And there are still many questions to address, things that don't arise with the ISS. For instance, what do you do about the many tons of waste that have to be burnt up in the atmosphere every few months from the ISS? Take that with you and pack it around you to protect from solar storms? Could do, it's one suggestion. But if so - that's an untested system also.
What if your food all spoils when you are half way around the voyage. Or if all that waste in some way interferes with the environment control system. And how do you protect from solar storms? That's one thing never tested in the ISS.
And what do you do about the effects of zero gravity? Lots of exercise, two hours a day, and medicine to help combat effects of zero g. Or do you spin your spacecraft with tether system or centrifuge?
Perhaps all this and more can be solved, but is this the best way to go ahead, to adapt the ISS technology to interplanetary spaceflight as best we can do it?
OTHER APPROACH, DEVELOP BETTER METHODS CLOSER TO EARTH FIRST
The other approach is, that we can do research closer to Earth first, learn to develop more closed system methods, new systems not used in the ISS.
Generate oxygen with algae (something proved to work with Russian research but never tested in space), reuse that CO2. Do experiments with artificial gravity. Learn to grow food in the habitats, and to recycle more of the wastes. Experiment with many different ways for surviving long term in space settlements. Do experiments in artificial gravity and find out for sure if it helps or not, and how much and how to generate it.
All the time we are exploring the Moon and doing good science here, discovering things we never knew before about our nearest neighbour.
If we do it this way, then we have many years, perhaps a decade or so, exploring the Moon and developing experience in using this technology to work at a distance from Earth, with ability to come back to Earth within two days, instead of the few hours of the lifeboats for the ISS.

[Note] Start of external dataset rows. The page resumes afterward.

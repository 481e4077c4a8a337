//! Configuration loading from TOML files

mod constants;
mod items;
mod maps;
mod skills;

pub use constants::{
    BreakthroughConstants, CombatConstants, CreationConstants, EncounterConstants,
    GameConstants, InjuryConstants, ItemConstants, LevelUpConstants, OvershootStep, PerClass,
    RealmConstants, RecoveryConstants, RewardConstants, TickConstants,
};
pub use items::{default_items, load_item_table, parse_item_table, ItemDef, ItemTable};
pub use maps::{
    default_maps, default_monsters, load_map_table, load_monster_table, parse_map_table,
    parse_monster_table, MapBase, MapDef, MapTable, MonsterPool, MonsterTable, MonsterTemplate,
    StatModifiers,
};
pub use skills::{default_skills, load_skill_table, parse_skill_table, SkillTable};

use crate::element::ElementTable;
use crate::item::ItemEffect;
use std::fs;
use std::path::Path;
use thiserror::Error;
use tracing::{debug, warn};

/// Configuration loading error
#[derive(Error, Debug)]
pub enum ConfigError {
    #[error("Failed to read config file: {0}")]
    IoError(#[from] std::io::Error),
    #[error("Failed to parse TOML: {0}")]
    ParseError(#[from] toml::de::Error),
    #[error("Configuration validation error: {0}")]
    ValidationError(String),
}

/// Load a TOML file and deserialize it
pub fn load_toml<T: serde::de::DeserializeOwned>(path: &Path) -> Result<T, ConfigError> {
    let content = fs::read_to_string(path)?;
    let config: T = toml::from_str(&content)?;
    Ok(config)
}

/// Load a TOML string and deserialize it
pub fn parse_toml<T: serde::de::DeserializeOwned>(content: &str) -> Result<T, ConfigError> {
    let config: T = toml::from_str(content)?;
    Ok(config)
}

/// Every static table the engine reads
#[derive(Debug, Clone)]
pub struct ContentTables {
    pub items: ItemTable,
    pub skills: SkillTable,
    pub maps: MapTable,
    pub monsters: MonsterTable,
    pub elements: ElementTable,
    pub constants: GameConstants,
}

impl ContentTables {
    /// Tables embedded in the crate
    pub fn builtin() -> Self {
        ContentTables {
            items: default_items(),
            skills: default_skills(),
            maps: default_maps(),
            monsters: default_monsters(),
            elements: ElementTable::default(),
            constants: GameConstants::default(),
        }
    }

    /// Load tables from a directory
    ///
    /// `items.toml`, `skills.toml`, `maps.toml` and `monsters.toml` are
    /// required. `elements.toml` and `constants.toml` are optional and fall
    /// back to the built-in values.
    pub fn load_from_dir(dir: &Path) -> Result<Self, ConfigError> {
        let elements_path = dir.join("elements.toml");
        let elements = if elements_path.exists() {
            load_toml(&elements_path)?
        } else {
            ElementTable::default()
        };

        let constants_path = dir.join("constants.toml");
        let constants = if constants_path.exists() {
            load_toml(&constants_path)?
        } else {
            GameConstants::default()
        };

        let tables = ContentTables {
            items: load_item_table(&dir.join("items.toml"))?,
            skills: load_skill_table(&dir.join("skills.toml"))?,
            maps: load_map_table(&dir.join("maps.toml"))?,
            monsters: load_monster_table(&dir.join("monsters.toml"))?,
            elements,
            constants,
        };
        tables.validate()?;

        debug!(
            dir = %dir.display(),
            items = tables.items.len(),
            skills = tables.skills.len(),
            maps = tables.maps.len(),
            "loaded content tables"
        );
        Ok(tables)
    }

    /// Check cross-table references
    pub fn validate(&self) -> Result<(), ConfigError> {
        if self.maps.is_empty() {
            return Err(ConfigError::ValidationError("no maps defined".to_string()));
        }
        if self.monsters.pool(0).map_or(true, |p| p.common.is_empty()) {
            return Err(ConfigError::ValidationError(
                "tier 0 needs at least one common monster".to_string(),
            ));
        }
        if self.constants.realms.names.is_empty() {
            return Err(ConfigError::ValidationError("no realms defined".to_string()));
        }

        for item in self.items.iter() {
            if let Some(ItemEffect::LearnSkill { skill }) = &item.effect {
                if !self.skills.contains(skill) {
                    return Err(ConfigError::ValidationError(format!(
                        "item `{}` teaches unknown skill `{}`",
                        item.id, skill
                    )));
                }
            }
        }

        let deviation = self.constants.encounter.deviation_map_id;
        if self.maps.get(deviation).is_none() {
            warn!(map = deviation, "qi-deviation map is not defined");
        }
        Ok(())
    }
}

impl Default for ContentTables {
    fn default() -> Self {
        Self::builtin()
    }
}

If your overriding aim is to get humans to Mars orbit as soon as possible, and other discoveries you make along the way are of no interest to you, then this may not be the quickest way to do it. If there was some big "moon project" with the only aim to send a human on an interplanetary voyage, then maybe you wouldn't do it this way.
But it is the safest, surely, and it lets you explore the Moon as well as Mars. We don't give up on Mars, or the outer solar system or many other interesting places. But we explore them with robots, for as long as that's the best way to explore them. And leave sending humans there until we are able to do it safely and relatively easily.
When Columbus discovered the New World by crossing the Atlantic, or indeed earlier the Vikings in their longboats when they reached Canada - they both sailed in boats that were the result of many centuries of development.
For many centuries, long coast hugging voyages were done in ships like this
They had the boats, and more importantly, also had experience in equally long journeys closer to shore first. Any emergency that they were likely to encounter on a long sea voyage, they had already encountered close to shore, before anyone attempted to sail right across the Atlantic.
I'd argue that we are still at the coastline hugging phase for planetary exploration. We need to do it one step at a time. Otherwise we'd be a bit like a Phonecian trader heading off on a westerly heading into the open Atlantic
KEY TO APOLLO'S SUCCESS - STEP BY STEP
This was the key for success for the Apollo missions. Before they went to the Moon they did many flights first in the Gemini series to Earth orbit. Including testing of docking maneuvers. Then in Apollo, first to Earth orbit, then flyby of the Moon, then orbiting the Moon, and in case of Apollo 10, the astronauts went nearly all the way down to the surface, and returned to orbit again without ever touching down. Which turned out to be just as well as they turned up an issue with the spacecraft that could easily have been fatal if they had gone on to land.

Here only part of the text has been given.